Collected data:
^^^^^^^^^^^^^^^^

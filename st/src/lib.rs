//! Stencil - block-structured text templating with graceful degradation
//!
//! A small template language for operational text: `{{variable}}`
//! substitution, `{{#if}}`/`{{#unless}}` gates, `{{#each}}` iteration and
//! `{{> name}}` partial inclusion. The source is parsed once into a node
//! tree, then evaluated against a [`Scope`].
//!
//! Authoring mistakes never abort anything: malformed constructs degrade to
//! literal text with a [`ParseIssue`] attached, unresolved tokens stay in
//! the output until [`cleanup`] strips them, and reserved placeholder names
//! survive every pass untouched.
//!
//! # Example
//!
//! ```ignore
//! use stencil::{cleanup, NoPartials, Renderer, Template};
//!
//! let template = Template::parse("Bonjour {{prenom}}{{#if retard}}, vite{{/if}}");
//! let outcome = Renderer::new(&NoPartials).render(&template, &scope);
//! let text = cleanup(&outcome.text, &[]);
//! ```

pub mod ast;
pub mod cleanup;
mod parser;
pub mod render;

// Re-export commonly used types
pub use ast::{Node, ParseIssue, Template};
pub use cleanup::{cleanup, collapse_newlines, strip_comments};
pub use render::{
    MAX_PARTIAL_DEPTH, NoPartials, Partials, RenderOutcome, Renderer, Scope, dig, is_truthy,
};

^^^^^^^^^^^^^^^^

• Task: Find the word "cleanup" in the data and show each line that holds it.

• Exercise answer:
//! the output until [`cleanup`] strips them, and reserved placeholder names
//! use stencil::{cleanup, NoPartials, Renderer, Template};
//! let text = cleanup(&outcome.text, &[]);
pub mod cleanup;
pub use cleanup::{cleanup, collapse_newlines, strip_comments};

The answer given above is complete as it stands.